//! Command trait, registry, and dispatch logic.
//!
//! A line is split on single spaces, the first token is rewritten through
//! the alias table once, the command is looked up, and its declared
//! arguments are checked before `execute()` runs. Quoting is not supported:
//! `echo "a b"` yields the two tokens `"a` and `b"`.

use std::collections::HashMap;

use blockterm_types::config::TermConfig;
use blockterm_types::error::Result;
use blockterm_vfs::Vfs;

use crate::alias::AliasTable;

/// An opaque item the renderer knows how to draw.
#[derive(Debug, Clone, PartialEq, Eq)]
pub enum Renderable {
    /// An image loaded from a URL.
    Image { url: String },
}

/// Output produced by a command.
///
/// The variant alone decides how the renderer presents the payload.
#[derive(Debug, Clone, PartialEq, Eq)]
pub enum CommandResult {
    /// Plain text.
    Text(String),
    /// An error message, rendered inline.
    Error(String),
    /// A renderable block (e.g. an image).
    Block(Renderable),
    /// Command produced no visible output.
    Empty,
    /// Command succeeded with nothing to show.
    Success,
    /// Input was empty; nothing ran.
    Cancel,
}

impl CommandResult {
    /// Convenience constructor for text output.
    pub fn text(s: impl Into<String>) -> Self {
        Self::Text(s.into())
    }

    /// Convenience constructor for an inline error.
    pub fn error(s: impl Into<String>) -> Self {
        Self::Error(s.into())
    }

    pub fn is_error(&self) -> bool {
        matches!(self, Self::Error(_))
    }
}

/// A declared, named positional argument. Used by `help` and by the
/// missing-argument check.
#[derive(Debug, Clone, Copy, PartialEq, Eq)]
pub struct ArgSpec {
    pub name: &'static str,
    pub description: &'static str,
}

impl ArgSpec {
    pub const fn new(name: &'static str, description: &'static str) -> Self {
        Self { name, description }
    }
}

/// Mutable per-session record: identity, working directory, line counter
/// and exit state.
#[derive(Debug, Clone, PartialEq, Eq)]
pub struct EnvironmentState {
    pub cwd: String,
    pub username: String,
    pub hostname: String,
    /// Index of the current input line.
    pub line: u64,
    /// Cleared by `exit`; the session stops issuing prompts afterwards.
    pub running: bool,
    pub exit_code: i32,
    clear_requested: bool,
}

impl EnvironmentState {
    pub fn new(username: &str, hostname: &str, cwd: &str) -> Self {
        Self {
            cwd: cwd.to_string(),
            username: username.to_string(),
            hostname: hostname.to_string(),
            line: 0,
            running: true,
            exit_code: 0,
            clear_requested: false,
        }
    }

    pub fn from_config(config: &TermConfig) -> Self {
        Self::new(&config.username, &config.hostname, &config.home)
    }

    /// Prompt string, `<username>@<hostname>:<cwd>#`.
    pub fn prompt(&self) -> String {
        format!("{}@{}:{}#", self.username, self.hostname, self.cwd)
    }

    /// Reset the line counter and ask the session to wipe rendered output.
    pub fn request_clear(&mut self) {
        self.line = 0;
        self.clear_requested = true;
    }

    /// Consume a pending clear request.
    pub fn take_clear_request(&mut self) -> bool {
        std::mem::take(&mut self.clear_requested)
    }
}

/// Shared mutable environment passed to every command.
///
/// The three mutable pieces (`state`, `vfs`, `aliases`) are the only state a
/// command may touch. `registry` is read-only and lets `help` enumerate the
/// catalog.
pub struct Environment<'a> {
    pub state: &'a mut EnvironmentState,
    pub vfs: &'a mut dyn Vfs,
    pub aliases: &'a mut AliasTable,
    pub registry: &'a CommandRegistry,
}

/// A single executable command.
pub trait Command {
    /// The canonical command name (what the user types).
    fn name(&self) -> &str;

    /// One-line description for `help`.
    fn description(&self) -> &str;

    /// Declared positional arguments, in order.
    fn args(&self) -> &[ArgSpec] {
        &[]
    }

    /// Execute the command with the given arguments and environment.
    ///
    /// User-facing failures are `Ok(CommandResult::Error)`. An `Err` means
    /// the command itself is faulty.
    fn execute(&self, args: &[&str], env: &mut Environment<'_>) -> Result<CommandResult>;
}

/// Ordered registry of available commands with dispatch.
pub struct CommandRegistry {
    commands: Vec<Box<dyn Command>>,
    index: HashMap<String, usize>,
    banner: String,
}

impl CommandRegistry {
    /// Create an empty command registry with the stock version banner.
    pub fn new() -> Self {
        Self {
            commands: Vec::new(),
            index: HashMap::new(),
            banner: TermConfig::default().banner(),
        }
    }

    /// Replace the version banner shown at the top of `help`.
    pub fn with_banner(mut self, banner: impl Into<String>) -> Self {
        self.banner = banner.into();
        self
    }

    pub fn banner(&self) -> &str {
        &self.banner
    }

    /// Register a command. Replaces any existing command with the same name,
    /// keeping its original position.
    pub fn register(&mut self, cmd: Box<dyn Command>) {
        let name = cmd.name().to_string();
        match self.index.get(&name) {
            Some(&i) => self.commands[i] = cmd,
            None => {
                self.index.insert(name, self.commands.len());
                self.commands.push(cmd);
            },
        }
    }

    /// Look up a command by canonical name.
    pub fn get(&self, name: &str) -> Option<&dyn Command> {
        self.index.get(name).map(|&i| self.commands[i].as_ref())
    }

    /// Commands in registration order.
    pub fn commands(&self) -> impl Iterator<Item = &dyn Command> {
        self.commands.iter().map(|c| c.as_ref())
    }

    pub fn len(&self) -> usize {
        self.commands.len()
    }

    pub fn is_empty(&self) -> bool {
        self.commands.is_empty()
    }

    /// Parse and execute one raw input line.
    ///
    /// Empty input yields `Cancel`. Unknown commands and missing arguments
    /// yield `CommandResult::Error`. An `Err` from the command propagates.
    pub fn interpret(&self, line: &str, env: &mut Environment<'_>) -> Result<CommandResult> {
        if line.is_empty() {
            return Ok(CommandResult::Cancel);
        }

        let tokens = tokenize(line);
        let invoked = tokens[0];
        let name = env.aliases.resolve(invoked).to_string();
        if name != invoked {
            log::debug!("alias {invoked} -> {name}");
        }

        let Some(cmd) = self.get(&name) else {
            return Ok(CommandResult::error(format!("invalid command {name}")));
        };

        let args = &tokens[1..];
        if !cmd.args().is_empty() && args.is_empty() {
            log::warn!("{name}: missing required arguments");
            return Ok(CommandResult::Error(usage(cmd)));
        }

        log::debug!("dispatch {name} ({} args)", args.len());
        cmd.execute(args, env)
    }

    /// Full `help` listing: banner, then one line per command in
    /// registration order.
    pub fn help_text(&self) -> String {
        let mut lines = vec![self.banner.clone()];
        for cmd in self.commands() {
            let args: Vec<String> = cmd
                .args()
                .iter()
                .map(|a| format!("[{}: {}]", a.name, a.description))
                .collect();
            if args.is_empty() {
                lines.push(format!("\t{}: {}", cmd.name(), cmd.description()));
            } else {
                lines.push(format!(
                    "\t{} {}: {}",
                    cmd.name(),
                    args.join(" "),
                    cmd.description()
                ));
            }
        }
        lines.join("\n")
    }
}

impl Default for CommandRegistry {
    fn default() -> Self {
        Self::new()
    }
}

/// Usage message listing every declared argument of `cmd`.
pub fn usage(cmd: &dyn Command) -> String {
    let declared = cmd.args();
    let plural = if declared.len() == 1 { "" } else { "s" };
    let mut out = format!(
        "{} requires {} argument{plural}:",
        cmd.name(),
        declared.len()
    );
    for arg in declared {
        out.push_str(&format!("\n\t{}: {}", arg.name, arg.description));
    }
    out
}

/// Split a line on single spaces.
///
/// Consecutive, leading, or trailing spaces produce empty tokens, so the
/// result always has at least one element.
pub fn tokenize(line: &str) -> Vec<&str> {
    line.split(' ').collect()
}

Activity:
Each record is to be reproduced exactly as it appears.

Solution:
//! Command trait, registry, and dispatch logic.
//!
//! A line is split on single spaces, the first token is rewritten through
//! the alias table once, the command is looked up, and its declared
//! arguments are checked before `execute()` runs. Quoting is not supported:
//! `echo "a b"` yields the two tokens `"a` and `b"`.

use std::collections::HashMap;

use blockterm_types::config::TermConfig;
use blockterm_types::error::Result;
use blockterm_vfs::Vfs;

use crate::alias::AliasTable;

/// An opaque item the renderer knows how to draw.
#[derive(Debug, Clone, PartialEq, Eq)]
pub enum Renderable {
    /// An image loaded from a URL.
    Image { url: String },
}

/// Output produced by a command.
///
/// The variant alone decides how the renderer presents the payload.
#[derive(Debug, Clone, PartialEq, Eq)]
pub enum CommandResult {
    /// Plain text.
    Text(String),
    /// An error message, rendered inline.
    Error(String),
    /// A renderable block (e.g. an image).
    Block(Renderable),
    /// Command produced no visible output.
    Empty,
    /// Command succeeded with nothing to show.
    Success,
    /// Input was empty; nothing ran.
    Cancel,
}

impl CommandResult {
    /// Convenience constructor for text output.
    pub fn text(s: impl Into<String>) -> Self {
        Self::Text(s.into())
    }

    /// Convenience constructor for an inline error.
    pub fn error(s: impl Into<String>) -> Self {
        Self::Error(s.into())
    }

    pub fn is_error(&self) -> bool {
        matches!(self, Self::Error(_))
    }
}

/// A declared, named positional argument. Used by `help` and by the
/// missing-argument check.
#[derive(Debug, Clone, Copy, PartialEq, Eq)]
pub struct ArgSpec {
    pub name: &'static str,
    pub description: &'static str,
}

impl ArgSpec {
    pub const fn new(name: &'static str, description: &'static str) -> Self {
        Self { name, description }
    }
}

/// Mutable per-session record: identity, working directory, line counter
/// and exit state.
#[derive(Debug, Clone, PartialEq, Eq)]
pub struct EnvironmentState {
    pub cwd: String,
    pub username: String,
    pub hostname: String,
    /// Index of the current input line.
    pub line: u64,
    /// Cleared by `exit`; the session stops issuing prompts afterwards.
    pub running: bool,
    pub exit_code: i32,
    clear_requested: bool,
}

impl EnvironmentState {
    pub fn new(username: &str, hostname: &str, cwd: &str) -> Self {
        Self {
            cwd: cwd.to_string(),
            username: username.to_string(),
            hostname: hostname.to_string(),
            line: 0,
            running: true,
            exit_code: 0,
            clear_requested: false,
        }
    }

    pub fn from_config(config: &TermConfig) -> Self {
        Self::new(&config.username, &config.hostname, &config.home)
    }

    /// Prompt string, `<username>@<hostname>:<cwd>#`.
    pub fn prompt(&self) -> String {
        format!("{}@{}:{}#", self.username, self.hostname, self.cwd)
    }

    /// Reset the line counter and ask the session to wipe rendered output.
    pub fn request_clear(&mut self) {
        self.line = 0;
        self.clear_requested = true;
    }

    /// Consume a pending clear request.
    pub fn take_clear_request(&mut self) -> bool {
        std::mem::take(&mut self.clear_requested)
    }
}

/// Shared mutable environment passed to every command.
///
/// The three mutable pieces (`state`, `vfs`, `aliases`) are the only state a
/// command may touch. `registry` is read-only and lets `help` enumerate the
/// catalog.
pub struct Environment<'a> {
    pub state: &'a mut EnvironmentState,
    pub vfs: &'a mut dyn Vfs,
    pub aliases: &'a mut AliasTable,
    pub registry: &'a CommandRegistry,
}

/// A single executable command.
pub trait Command {
    /// The canonical command name (what the user types).
    fn name(&self) -> &str;

    /// One-line description for `help`.
    fn description(&self) -> &str;

    /// Declared positional arguments, in order.
    fn args(&self) -> &[ArgSpec] {
        &[]
    }

    /// Execute the command with the given arguments and environment.
    ///
    /// User-facing failures are `Ok(CommandResult::Error)`. An `Err` means
    /// the command itself is faulty.
    fn execute(&self, args: &[&str], env: &mut Environment<'_>) -> Result<CommandResult>;
}

/// Ordered registry of available commands with dispatch.
pub struct CommandRegistry {
    commands: Vec<Box<dyn Command>>,
    index: HashMap<String, usize>,
    banner: String,
}

impl CommandRegistry {
    /// Create an empty command registry with the stock version banner.
    pub fn new() -> Self {
        Self {
            commands: Vec::new(),
            index: HashMap::new(),
            banner: TermConfig::default().banner(),
        }
    }

    /// Replace the version banner shown at the top of `help`.
    pub fn with_banner(mut self, banner: impl Into<String>) -> Self {
        self.banner = banner.into();
        self
    }

    pub fn banner(&self) -> &str {
        &self.banner
    }

    /// Register a command. Replaces any existing command with the same name,
    /// keeping its original position.
    pub fn register(&mut self, cmd: Box<dyn Command>) {
        let name = cmd.name().to_string();
        match self.index.get(&name) {
            Some(&i) => self.commands[i] = cmd,
            None => {
                self.index.insert(name, self.commands.len());
                self.commands.push(cmd);
            },
        }
    }

    /// Look up a command by canonical name.
    pub fn get(&self, name: &str) -> Option<&dyn Command> {
        self.index.get(name).map(|&i| self.commands[i].as_ref())
    }

    /// Commands in registration order.
    pub fn commands(&self) -> impl Iterator<Item = &dyn Command> {
        self.commands.iter().map(|c| c.as_ref())
    }

    pub fn len(&self) -> usize {
        self.commands.len()
    }

    pub fn is_empty(&self) -> bool {
        self.commands.is_empty()
    }

    /// Parse and execute one raw input line.
    ///
    /// Empty input yields `Cancel`. Unknown commands and missing arguments
    /// yield `CommandResult::Error`. An `Err` from the command propagates.
    pub fn interpret(&self, line: &str, env: &mut Environment<'_>) -> Result<CommandResult> {
        if line.is_empty() {
            return Ok(CommandResult::Cancel);
        }

        let tokens = tokenize(line);
        let invoked = tokens[0];
        let name = env.aliases.resolve(invoked).to_string();
        if name != invoked {
            log::debug!("alias {invoked} -> {name}");
        }

        let Some(cmd) = self.get(&name) else {
            return Ok(CommandResult::error(format!("invalid command {name}")));
        };

        let args = &tokens[1..];
        if !cmd.args().is_empty() && args.is_empty() {
            log::warn!("{name}: missing required arguments");
            return Ok(CommandResult::Error(usage(cmd)));
        }

        log::debug!("dispatch {name} ({} args)", args.len());
        cmd.execute(args, env)
    }

    /// Full `help` listing: banner, then one line per command in
    /// registration order.
    pub fn help_text(&self) -> String {
        let mut lines = vec![self.banner.clone()];
        for cmd in self.commands() {
            let args: Vec<String> = cmd
                .args()
                .iter()
                .map(|a| format!("[{}: {}]", a.name, a.description))
                .collect();
            if args.is_empty() {
                lines.push(format!("\t{}: {}", cmd.name(), cmd.description()));
            } else {
                lines.push(format!(
                    "\t{} {}: {}",
                    cmd.name(),
                    args.join(" "),
                    cmd.description()
                ));
            }
        }
        lines.join("\n")
    }
}

impl Default for CommandRegistry {
    fn default() -> Self {
        Self::new()
    }
}

/// Usage message listing every declared argument of `cmd`.
pub fn usage(cmd: &dyn Command) -> String {
    let declared = cmd.args();
    let plural = if declared.len() == 1 { "" } else { "s" };
    let mut out = format!(
        "{} requires {} argument{plural}:",
        cmd.name(),
        declared.len()
    );
    for arg in declared {
        out.push_str(&format!("\n\t{}: {}", arg.name, arg.description));
    }
    out
}

/// Split a line on single spaces.
///
/// Consecutive, leading, or trailing spaces produce empty tokens, so the
/// result always has at least one element.
pub fn tokenize(line: &str) -> Vec<&str> {
    line.split(' ').collect()
}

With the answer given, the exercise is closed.